::: Raw data :::
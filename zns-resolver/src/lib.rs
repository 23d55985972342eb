pub mod dht;

use std::collections::HashSet;
use std::time::{Duration, SystemTime};
use zns_core::label::split_name_rightmost_first;
use zns_core::record::{RecordSet, RecordType};
use zns_core::zone::ZonePub;
use zns_core::ZnsError;
use zns_crypto::PublicKey;
use zns_store::RecordStore;

pub use dht::{DhtClient, LoopbackDht};

/// The outcome of a full name resolution (§4.4): the leaf record-set plus,
/// if seen along the way, the legacy-hostname attribute used by the proxy
/// to send a correct `Host:` header upstream.
#[derive(Debug, Clone, PartialEq, Eq)]
pub struct ResolveOutcome {
    pub records: RecordSet,
    pub legacy_hostname: Option<String>,
}

impl ResolveOutcome {
    /// First address record, preferring IPv4 unless configured otherwise
    /// (§4.4 "ties ... prefer IPv4 ... first one returned wins").
    pub fn preferred_address(&self, prefer_ipv4: bool) -> Option<&[u8]> {
        let order: [RecordType; 2] = if prefer_ipv4 {
            [RecordType::A, RecordType::Aaaa]
        } else {
            [RecordType::Aaaa, RecordType::A]
        };
        for kind in order {
            if let Some(r) = self.records.iter().find(|r| r.kind() == kind) {
                return Some(&r.data);
            }
        }
        None
    }
}

/// Resolve `name` starting from `root`, per the algorithm in §4.4.
pub async fn resolve(
    store: &dyn RecordStore,
    dht: &dyn DhtClient,
    root: ZonePub,
    name: &str,
    budget: Duration,
    dht_fetch_timeout: Duration,
) -> Result<ResolveOutcome, ZnsError> {
    tokio::time::timeout(
        budget,
        resolve_inner(store, dht, root, name, dht_fetch_timeout),
    )
    .await
    .map_err(|_| ZnsError::ResolutionTimeout(budget))?
}

async fn resolve_inner(
    store: &dyn RecordStore,
    dht: &dyn DhtClient,
    root: ZonePub,
    name: &str,
    dht_fetch_timeout: Duration,
) -> Result<ResolveOutcome, ZnsError> {
    // `split_name_rightmost_first` already orders rightmost-first; reverse
    // so `labels.pop()` below consumes the rightmost (outermost) label
    // first, per §4.4 step 1-3.
    let mut labels = split_name_rightmost_first(name)
        .map_err(|e| ZnsError::ProtocolError(e.to_string()))?;
    labels.reverse();
    let mut visited: HashSet<ZonePub> = HashSet::new();
    let mut current_zone = root;
    let mut legacy_hostname: Option<String> = None;

    loop {
        if !visited.insert(current_zone) {
            return Err(ZnsError::ResolutionCycle(current_zone.to_hex()));
        }

        let Some(label) = labels.pop() else {
            return Err(ZnsError::ResolutionNoRecord(name.to_string()));
        };

        let records = fetch_label(store, dht, current_zone, label.as_str(), dht_fetch_timeout)
            .await?
            .ok_or_else(|| ZnsError::ResolutionNoRecord(name.to_string()))?;

        if legacy_hostname.is_none() {
            legacy_hostname = records.iter().find_map(|r| r.legacy_hostname());
        }

        let delegation = records.iter().find_map(|r| r.delegation_pubkey());
        if let Some(next_pub_bytes) = delegation {
            current_zone = ZonePub(next_pub_bytes);
            continue;
        }

        if labels.is_empty() {
            return Ok(ResolveOutcome {
                records,
                legacy_hostname,
            });
        }

        // Terminal records found but labels remain un-consumed: there is no
        // delegation to follow further, so the name cannot be resolved.
        return Err(ZnsError::ResolutionNoRecord(name.to_string()));
    }
}

/// Consult the local store first; on miss, fetch from the DHT, verify,
/// decrypt, cache, and return as if it had always been local (§4.4 step 5).
async fn fetch_label(
    store: &dyn RecordStore,
    dht: &dyn DhtClient,
    zone: ZonePub,
    label: &str,
    dht_fetch_timeout: Duration,
) -> Result<Option<RecordSet>, ZnsError> {
    let zone_pub = PublicKey::from_bytes(&zone.0)
        .map_err(|e| ZnsError::CryptoFailure(e.to_string()))?;
    let derived_pub = zns_crypto::derive_public(&zone_pub, label);
    let query = zns_crypto::hash(&derived_pub.to_bytes());

    let mut block = store.lookup_block(&query)?;

    if block.is_none() {
        block = match tokio::time::timeout(dht_fetch_timeout, dht.get(query)).await {
            Ok(Ok(Some(fetched))) => {
                store.cache_block(fetched.clone())?;
                Some(fetched)
            }
            Ok(Ok(None)) => None,
            Ok(Err(e)) => {
                tracing::warn!(error = %e, "dht fetch failed");
                None
            }
            Err(_) => None,
        };
    }

    let Some(block) = block else {
        return Ok(None);
    };

    if !zns_crypto::verify(&derived_pub, &block.signed_bytes(), &block.signature) {
        tracing::error!(label, "signed block failed verification, discarding");
        return Ok(None);
    }

    let (enc_key, iv) = zns_crypto::kdf(&zone_pub, label);
    let plaintext = zns_crypto::symmetric_decrypt(&enc_key, &iv, &block.encrypted_payload)
        .map_err(|e| ZnsError::CryptoFailure(e.to_string()))?;

    // The record count isn't carried on the wire; decode until the buffer
    // is exhausted by growing the expected count, since `deserialize`
    // requires an expected count up front but the codec's own framing
    // (data_len per record) makes the true count recoverable by scanning.
    let records = decode_all(&plaintext)?;
    Ok(Some(records))
}

fn decode_all(bytes: &[u8]) -> Result<RecordSet, ZnsError> {
    let mut count = 0usize;
    loop {
        match zns_codec::deserialize(bytes, count) {
            Ok(records) => return Ok(records),
            Err(zns_codec::CodecError::TrailingBytes) => count += 1,
            Err(e) => return Err(ZnsError::ProtocolError(e.to_string())),
        }
        if count > bytes.len() {
            return Err(ZnsError::ProtocolError("record count could not be recovered".into()));
        }
    }
}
:::
Problem to solve:
Look over the listing and return each line that holds "RecordSet".

Task result:
use zns_core::record::{RecordSet, RecordType};
    pub records: RecordSet,
) -> Result<Option<RecordSet>, ZnsError> {
fn decode_all(bytes: &[u8]) -> Result<RecordSet, ZnsError> {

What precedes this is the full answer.